▶ _Data section_
####

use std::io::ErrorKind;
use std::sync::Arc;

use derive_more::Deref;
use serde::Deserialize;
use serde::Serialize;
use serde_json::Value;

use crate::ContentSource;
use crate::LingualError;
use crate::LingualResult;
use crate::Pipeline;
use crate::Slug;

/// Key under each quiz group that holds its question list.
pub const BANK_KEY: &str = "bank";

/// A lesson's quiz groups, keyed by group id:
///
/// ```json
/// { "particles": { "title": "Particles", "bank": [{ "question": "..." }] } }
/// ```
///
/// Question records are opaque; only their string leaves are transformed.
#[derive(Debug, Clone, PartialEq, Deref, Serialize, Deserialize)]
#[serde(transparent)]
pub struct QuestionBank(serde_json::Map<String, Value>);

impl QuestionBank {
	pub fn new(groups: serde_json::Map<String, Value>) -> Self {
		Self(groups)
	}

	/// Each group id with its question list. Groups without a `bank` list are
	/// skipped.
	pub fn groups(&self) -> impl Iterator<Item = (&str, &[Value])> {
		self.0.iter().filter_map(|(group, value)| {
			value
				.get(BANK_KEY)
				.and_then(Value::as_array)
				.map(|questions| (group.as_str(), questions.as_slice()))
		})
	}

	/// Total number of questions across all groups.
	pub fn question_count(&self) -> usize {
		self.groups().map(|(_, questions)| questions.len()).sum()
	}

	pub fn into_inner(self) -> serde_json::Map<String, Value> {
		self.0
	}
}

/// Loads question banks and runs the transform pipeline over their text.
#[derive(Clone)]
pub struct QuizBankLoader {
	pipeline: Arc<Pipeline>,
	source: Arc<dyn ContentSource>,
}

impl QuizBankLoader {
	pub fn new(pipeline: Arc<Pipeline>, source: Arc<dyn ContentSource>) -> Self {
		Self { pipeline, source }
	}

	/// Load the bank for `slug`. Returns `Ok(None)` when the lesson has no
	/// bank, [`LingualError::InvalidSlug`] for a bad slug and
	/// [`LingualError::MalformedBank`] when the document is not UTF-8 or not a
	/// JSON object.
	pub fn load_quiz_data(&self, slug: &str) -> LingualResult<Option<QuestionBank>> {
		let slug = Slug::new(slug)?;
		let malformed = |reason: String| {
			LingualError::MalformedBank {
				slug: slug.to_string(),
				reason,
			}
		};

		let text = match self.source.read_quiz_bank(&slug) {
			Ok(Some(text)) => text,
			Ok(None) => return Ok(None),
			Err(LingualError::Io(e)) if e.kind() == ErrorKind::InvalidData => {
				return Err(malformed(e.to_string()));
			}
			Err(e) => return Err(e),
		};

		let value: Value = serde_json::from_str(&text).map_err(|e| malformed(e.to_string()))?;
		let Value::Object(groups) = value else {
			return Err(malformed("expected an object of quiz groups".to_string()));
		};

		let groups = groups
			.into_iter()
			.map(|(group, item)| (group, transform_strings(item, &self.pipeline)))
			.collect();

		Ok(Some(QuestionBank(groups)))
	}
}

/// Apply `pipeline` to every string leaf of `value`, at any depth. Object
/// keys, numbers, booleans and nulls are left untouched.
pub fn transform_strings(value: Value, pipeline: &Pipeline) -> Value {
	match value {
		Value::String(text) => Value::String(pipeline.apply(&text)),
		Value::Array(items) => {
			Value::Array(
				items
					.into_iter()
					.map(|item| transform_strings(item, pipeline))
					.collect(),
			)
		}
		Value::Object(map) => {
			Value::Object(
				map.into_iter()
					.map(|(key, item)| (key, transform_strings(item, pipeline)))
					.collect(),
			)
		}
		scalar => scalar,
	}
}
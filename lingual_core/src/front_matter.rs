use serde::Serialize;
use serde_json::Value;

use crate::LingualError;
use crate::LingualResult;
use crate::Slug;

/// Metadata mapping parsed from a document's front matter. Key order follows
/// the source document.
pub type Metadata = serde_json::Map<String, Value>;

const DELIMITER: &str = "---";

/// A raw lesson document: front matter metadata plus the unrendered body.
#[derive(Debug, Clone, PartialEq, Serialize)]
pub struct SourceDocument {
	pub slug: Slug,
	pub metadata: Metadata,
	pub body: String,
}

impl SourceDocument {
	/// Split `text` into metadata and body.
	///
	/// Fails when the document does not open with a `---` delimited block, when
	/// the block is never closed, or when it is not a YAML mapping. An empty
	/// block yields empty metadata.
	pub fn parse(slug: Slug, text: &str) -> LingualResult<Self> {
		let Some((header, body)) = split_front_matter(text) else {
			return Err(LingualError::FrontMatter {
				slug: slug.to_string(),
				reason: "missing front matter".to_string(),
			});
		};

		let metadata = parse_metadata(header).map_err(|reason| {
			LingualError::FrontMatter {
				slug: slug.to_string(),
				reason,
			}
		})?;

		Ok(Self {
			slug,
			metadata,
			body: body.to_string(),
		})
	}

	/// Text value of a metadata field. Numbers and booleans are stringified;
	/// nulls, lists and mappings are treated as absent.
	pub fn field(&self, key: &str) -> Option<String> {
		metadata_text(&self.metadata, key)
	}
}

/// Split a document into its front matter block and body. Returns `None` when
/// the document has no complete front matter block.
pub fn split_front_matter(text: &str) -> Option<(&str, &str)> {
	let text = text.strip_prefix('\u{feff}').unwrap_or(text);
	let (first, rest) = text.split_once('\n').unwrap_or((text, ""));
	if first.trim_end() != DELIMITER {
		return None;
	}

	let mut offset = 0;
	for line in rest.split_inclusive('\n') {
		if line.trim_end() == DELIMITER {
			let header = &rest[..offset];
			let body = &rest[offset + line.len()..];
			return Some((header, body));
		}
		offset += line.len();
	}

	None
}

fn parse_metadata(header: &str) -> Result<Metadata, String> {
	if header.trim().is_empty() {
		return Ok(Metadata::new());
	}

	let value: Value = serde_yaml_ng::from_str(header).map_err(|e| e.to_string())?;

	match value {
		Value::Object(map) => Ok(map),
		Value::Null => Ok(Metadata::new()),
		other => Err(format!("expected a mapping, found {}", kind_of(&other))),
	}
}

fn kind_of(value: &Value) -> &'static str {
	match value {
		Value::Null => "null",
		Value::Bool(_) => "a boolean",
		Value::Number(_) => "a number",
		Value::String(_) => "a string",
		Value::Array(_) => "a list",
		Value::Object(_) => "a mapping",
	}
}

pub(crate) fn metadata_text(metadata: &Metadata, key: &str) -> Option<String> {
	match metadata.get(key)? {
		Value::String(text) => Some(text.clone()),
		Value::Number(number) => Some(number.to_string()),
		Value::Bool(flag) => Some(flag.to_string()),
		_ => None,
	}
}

####

Would you please give all of the entries above once more, exactly as they are?

use std::io::ErrorKind;
use std::sync::Arc;

use derive_more::Deref;
use serde::Deserialize;
use serde::Serialize;
use serde_json::Value;

use crate::ContentSource;
use crate::LingualError;
use crate::LingualResult;
use crate::Pipeline;
use crate::Slug;

/// Key under each quiz group that holds its question list.
pub const BANK_KEY: &str = "bank";

/// A lesson's quiz groups, keyed by group id:
///
/// ```json
/// { "particles": { "title": "Particles", "bank": [{ "question": "..." }] } }
/// ```
///
/// Question records are opaque; only their string leaves are transformed.
#[derive(Debug, Clone, PartialEq, Deref, Serialize, Deserialize)]
#[serde(transparent)]
pub struct QuestionBank(serde_json::Map<String, Value>);

impl QuestionBank {
	pub fn new(groups: serde_json::Map<String, Value>) -> Self {
		Self(groups)
	}

	/// Each group id with its question list. Groups without a `bank` list are
	/// skipped.
	pub fn groups(&self) -> impl Iterator<Item = (&str, &[Value])> {
		self.0.iter().filter_map(|(group, value)| {
			value
				.get(BANK_KEY)
				.and_then(Value::as_array)
				.map(|questions| (group.as_str(), questions.as_slice()))
		})
	}

	/// Total number of questions across all groups.
	pub fn question_count(&self) -> usize {
		self.groups().map(|(_, questions)| questions.len()).sum()
	}

	pub fn into_inner(self) -> serde_json::Map<String, Value> {
		self.0
	}
}

/// Loads question banks and runs the transform pipeline over their text.
#[derive(Clone)]
pub struct QuizBankLoader {
	pipeline: Arc<Pipeline>,
	source: Arc<dyn ContentSource>,
}

impl QuizBankLoader {
	pub fn new(pipeline: Arc<Pipeline>, source: Arc<dyn ContentSource>) -> Self {
		Self { pipeline, source }
	}

	/// Load the bank for `slug`. Returns `Ok(None)` when the lesson has no
	/// bank, [`LingualError::InvalidSlug`] for a bad slug and
	/// [`LingualError::MalformedBank`] when the document is not UTF-8 or not a
	/// JSON object.
	pub fn load_quiz_data(&self, slug: &str) -> LingualResult<Option<QuestionBank>> {
		let slug = Slug::new(slug)?;
		let malformed = |reason: String| {
			LingualError::MalformedBank {
				slug: slug.to_string(),
				reason,
			}
		};

		let text = match self.source.read_quiz_bank(&slug) {
			Ok(Some(text)) => text,
			Ok(None) => return Ok(None),
			Err(LingualError::Io(e)) if e.kind() == ErrorKind::InvalidData => {
				return Err(malformed(e.to_string()));
			}
			Err(e) => return Err(e),
		};

		let value: Value = serde_json::from_str(&text).map_err(|e| malformed(e.to_string()))?;
		let Value::Object(groups) = value else {
			return Err(malformed("expected an object of quiz groups".to_string()));
		};

		let groups = groups
			.into_iter()
			.map(|(group, item)| (group, transform_strings(item, &self.pipeline)))
			.collect();

		Ok(Some(QuestionBank(groups)))
	}
}

/// Apply `pipeline` to every string leaf of `value`, at any depth. Object
/// keys, numbers, booleans and nulls are left untouched.
pub fn transform_strings(value: Value, pipeline: &Pipeline) -> Value {
	match value {
		Value::String(text) => Value::String(pipeline.apply(&text)),
		Value::Array(items) => {
			Value::Array(
				items
					.into_iter()
					.map(|item| transform_strings(item, pipeline))
					.collect(),
			)
		}
		Value::Object(map) => {
			Value::Object(
				map.into_iter()
					.map(|(key, item)| (key, transform_strings(item, pipeline)))
					.collect(),
			)
		}
		scalar => scalar,
	}
}
filename lingual_core/src/front_matter.rs
use serde::Serialize;
use serde_json::Value;

use crate::LingualError;
use crate::LingualResult;
use crate::Slug;

/// Metadata mapping parsed from a document's front matter. Key order follows
/// the source document.
pub type Metadata = serde_json::Map<String, Value>;

const DELIMITER: &str = "---";

/// A raw lesson document: front matter metadata plus the unrendered body.
#[derive(Debug, Clone, PartialEq, Serialize)]
pub struct SourceDocument {
	pub slug: Slug,
	pub metadata: Metadata,
	pub body: String,
}

impl SourceDocument {
	/// Split `text` into metadata and body.
	///
	/// Fails when the document does not open with a `---` delimited block, when
	/// the block is never closed, or when it is not a YAML mapping. An empty
	/// block yields empty metadata.
	pub fn parse(slug: Slug, text: &str) -> LingualResult<Self> {
		let Some((header, body)) = split_front_matter(text) else {
			return Err(LingualError::FrontMatter {
				slug: slug.to_string(),
				reason: "missing front matter".to_string(),
			});
		};

		let metadata = parse_metadata(header).map_err(|reason| {
			LingualError::FrontMatter {
				slug: slug.to_string(),
				reason,
			}
		})?;

		Ok(Self {
			slug,
			metadata,
			body: body.to_string(),
		})
	}

	/// Text value of a metadata field. Numbers and booleans are stringified;
	/// nulls, lists and mappings are treated as absent.
	pub fn field(&self, key: &str) -> Option<String> {
		metadata_text(&self.metadata, key)
	}
}

/// Split a document into its front matter block and body. Returns `None` when
/// the document has no complete front matter block.
pub fn split_front_matter(text: &str) -> Option<(&str, &str)> {
	let text = text.strip_prefix('\u{feff}').unwrap_or(text);
	let (first, rest) = text.split_once('\n').unwrap_or((text, ""));
	if first.trim_end() != DELIMITER {
		return None;
	}

	let mut offset = 0;
	for line in rest.split_inclusive('\n') {
		if line.trim_end() == DELIMITER {
			let header = &rest[..offset];
			let body = &rest[offset + line.len()..];
			return Some((header, body));
		}
		offset += line.len();
	}

	None
}

fn parse_metadata(header: &str) -> Result<Metadata, String> {
	if header.trim().is_empty() {
		return Ok(Metadata::new());
	}

	let value: Value = serde_yaml_ng::from_str(header).map_err(|e| e.to_string())?;

	match value {
		Value::Object(map) => Ok(map),
		Value::Null => Ok(Metadata::new()),
		other => Err(format!("expected a mapping, found {}", kind_of(&other))),
	}
}

fn kind_of(value: &Value) -> &'static str {
	match value {
		Value::Null => "null",
		Value::Bool(_) => "a boolean",
		Value::Number(_) => "a number",
		Value::String(_) => "a string",
		Value::Array(_) => "a list",
		Value::Object(_) => "a mapping",
	}
}

pub(crate) fn metadata_text(metadata: &Metadata, key: &str) -> Option<String> {
	match metadata.get(key)? {
		Value::String(text) => Some(text.clone()),
		Value::Number(number) => Some(number.to_string()),
		Value::Bool(flag) => Some(flag.to_string()),
		_ => None,
	}
}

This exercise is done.